# Handmade Carbide Mini diamond detailer....



## RusDemka (Jun 9, 2012)

Well, i had this one in the works for a while now and finnaly found the time to machine this carbide detailer. It was not as easy as the other tools i made, this one was alot more setup and machining time to get the angles just right. Shaft is made of 1018 steel, mirror polish, Handle is made of walnut i got from Robert a while back. the most expensive thing is the cutter $18. 
The final tool for my personal carbide pen turning tools.

Let me know what you guys think.


----------



## robert421960 (Dec 9, 2010)

man that looks really great :thumbsup::thumbsup:
you make that walnut look really good
what finish are you using?


----------



## hughie (Mar 22, 2008)

Rus that looks like a professionally made tool, well done!


----------



## RusDemka (Jun 9, 2012)

robert421960 said:


> man that looks really great :thumbsup::thumbsup:
> you make that walnut look really good
> what finish are you using?


Just spray on poly and nothing else,


----------



## Lilty (Dec 20, 2006)

Very nice excellent workmanship.


----------



## ghost5 (Aug 19, 2012)

All the tools you make look great.
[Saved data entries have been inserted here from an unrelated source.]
use crate::error::SpellError;
use crate::input::Number;
use crate::lexicon::Lexicon;
use crate::speller::{self, Expansion, IntegerSpelling};
use std::time::{Duration, Instant};

/// Result from [`spell_verbose_with`].
#[derive(Debug, Clone)]
pub struct SpellResultVerbose {
    /// The rendered spelling (words joined by single spaces).
    pub text: String,
    /// The same spelling as a word sequence.
    pub words: Vec<String>,
    /// Total elapsed time spent coercing, spelling and rendering.
    pub elapsed: Duration,
    pub details: SpellDetails,
}

/// Intermediate results of a single spelling, for debugging and inspection.
///
/// The plain [`spell`] path never allocates these.
#[derive(Debug, Clone)]
pub struct SpellDetails {
    /// The input as given.
    pub input: String,
    /// Negative-sign word, when the value is below zero.
    pub sign: Option<String>,
    /// Integer-part words straight out of the decomposer.
    pub raw_integer: Vec<String>,
    /// Integer-part words after the sanitizer.
    pub integer: Vec<String>,
    /// Number of words the sanitizer removed.
    pub removed: usize,
    /// Every expansion step the decomposer performed, in order.
    pub expansions: Vec<Expansion>,
    /// Decimal-point word, when the value has fractional digits.
    pub point: Option<String>,
    pub fraction: Vec<String>,
    /// Time spent decomposing and sanitizing the integer part.
    pub integer_time: Duration,
    /// Time spent spelling the fractional digits.
    pub fraction_time: Duration,
}

/// Spell `value` with the built-in Tigrinya lexicon.
///
/// # Example
/// ```
/// use numspell::spell;
///
/// assert_eq!(spell(-230.41).unwrap(), "ኣሉታ ክልተ ሚእቲን ሰላሳን ነጥቢ ኣርባዕተ ሓደ");
/// assert!(spell("not a number").is_err());
/// ```
pub fn spell<'a>(value: impl Into<Number<'a>>) -> Result<String, SpellError> {
    spell_with(value, Lexicon::tigrinya())
}

/// Spell `value` with the provided lexicon.
pub fn spell_with<'a>(value: impl Into<Number<'a>>, lexicon: &Lexicon) -> Result<String, SpellError> {
    spell_words_with(value, lexicon).map(|words| words.join(" "))
}

/// Spell `value` and return the word sequence unjoined.
pub fn spell_words_with<'a>(value: impl Into<Number<'a>>, lexicon: &Lexicon) -> Result<Vec<String>, SpellError> {
    let value = value.into();
    let run = assemble(value, lexicon, None)?;
    Ok(run.into_words())
}

/// Spell `value` and return the intermediate results alongside the text.
pub fn spell_verbose_with<'a>(
    value: impl Into<Number<'a>>,
    lexicon: &Lexicon,
) -> Result<SpellResultVerbose, SpellError> {
    let start = Instant::now();
    let value = value.into();

    let mut expansions = Vec::new();
    let run = assemble(value, lexicon, Some(&mut expansions))?;

    let details = SpellDetails {
        input: value.to_string(),
        sign: run.sign.map(str::to_string),
        raw_integer: run.integer.raw.clone(),
        integer: run.integer.words.clone(),
        removed: run.integer.removed,
        expansions,
        point: run.point.map(str::to_string),
        fraction: run.fraction.clone(),
        integer_time: run.integer_time,
        fraction_time: run.fraction_time,
    };

    let words = run.into_words();
    let text = words.join(" ");
    Ok(SpellResultVerbose { text, words, elapsed: start.elapsed(), details })
}

/// The pieces of one spelling, in output order.
struct Assembled<'l> {
    sign: Option<&'l str>,
    integer: IntegerSpelling,
    point: Option<&'l str>,
    fraction: Vec<String>,
    integer_time: Duration,
    fraction_time: Duration,
}

impl Assembled<'_> {
    fn into_words(self) -> Vec<String> {
        let mut words = Vec::with_capacity(self.integer.words.len() + self.fraction.len() + 2);
        words.extend(self.sign.map(str::to_string));
        words.extend(self.integer.words);
        words.extend(self.point.map(str::to_string));
        words.extend(self.fraction);
        words
    }
}

fn assemble<'l>(
    value: Number<'_>,
    lexicon: &'l Lexicon,
    trace: Option<&mut Vec<Expansion>>,
) -> Result<Assembled<'l>, SpellError> {
    tracing::debug!(input = %value, lexicon = lexicon.name(), "spell");

    let split = value.split().inspect_err(|err| tracing::debug!(%err, "rejected input"))?;

    let started = Instant::now();
    let integer = speller::spell_integer(split.integer, lexicon, trace)
        .inspect_err(|err| tracing::debug!(%err, "integer part not spellable"))?;
    let integer_time = started.elapsed();

    let started = Instant::now();
    let fraction = match split.fraction.as_deref() {
        Some(digits) => speller::spell_fraction(digits, lexicon)?,
        None => Vec::new(),
    };
    let fraction_time = started.elapsed();

    tracing::debug!(
        negative = split.negative,
        integer_words = integer.words.len(),
        removed = integer.removed,
        fraction_words = fraction.len(),
        "spelled"
    );

    Ok(Assembled {
        sign: split.negative.then(|| lexicon.negative()),
        integer,
        point: (!fraction.is_empty()).then(|| lexicon.point()),
        fraction,
        integer_time,
        fraction_time,
    })
}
This one is right up there. :thumbsup::thumbsup:


----------



## Dave Paine (May 30, 2012)

Nice looking tool Rus. :thumbsup:

I am interested on how this works for you.

I purchased the EWT Detailer. I am not finding it too useful, other than to attract dust in my drawer.


----------



## TomC (Oct 27, 2008)

Dave Paine said:


> Nice looking tool Rus. :thumbsup:
> 
> I am interested on how this works for you.
> 
> I purchased the EWT Detailer. I am not finding it too useful, other than to attract dust in my drawer.


Same problem here!
Tom


----------



## RusDemka (Jun 9, 2012)

TomC said:


> Same problem here!
> Tom


Even if I don't end up using it, it won't be an expensive dust collector sitting in my drawer :thumbsup: I havnt had a great need for one, just wanted to make it myself instead of purchasing retail..


----------



## BassBlaster (Nov 21, 2010)

I was wondering if you were gonna be able to pull this one off. It looks great!!:thumbsup:


----------



## RusDemka (Jun 9, 2012)

BassBlaster said:


> I was wondering if you were gonna be able to pull this one off. It looks great!!:thumbsup:


Lol, yeah, broke the mill doing so. Once I get some funds available ill make two more and get one coming yur way...


----------



## bond3737 (Nov 13, 2009)

looks amazing brotha WELL DONE!!!:thumbsup:


----------



## ru5611 (Aug 17, 2012)

Beautiful tool. Love the handle.


----------



## Kenbo (Sep 16, 2008)

I don't even know what to say about this one. It's beautiful is about all I can say. I absolutely love everything about it. Wonderful work.


----------



## stanleyg (Nov 3, 2012)

RusDemka said:


> Well, i had this one in the works for a while now and finnaly found the time to machine this carbide detailer. It was not as easy as the other tools i made, this one was alot more setup and machining time to get the angles just right. Shaft is made of 1018 steel, mirror polish, Handle is made of walnut i got from Robert a while back. the most expensive thing is the cutter $18.
> The final tool for my personal carbide pen turning tools.
> 
> Let me know what you guys think.



Really looks great and it would be worthful to appreciate your work. Have to say you have a bit inspired me to make something like that myself too.

-----------------
diamond milling


----------



## oldmacnut (Dec 27, 2010)

Ok, here is my .02 on your new tool.

STOP. Stop making these, I am broke dang-it, crud I cant even afford the 3 I ordered from you already, and now you come up with this?. Pretty soon Ill be selling my blood, plasma, hocking stuff....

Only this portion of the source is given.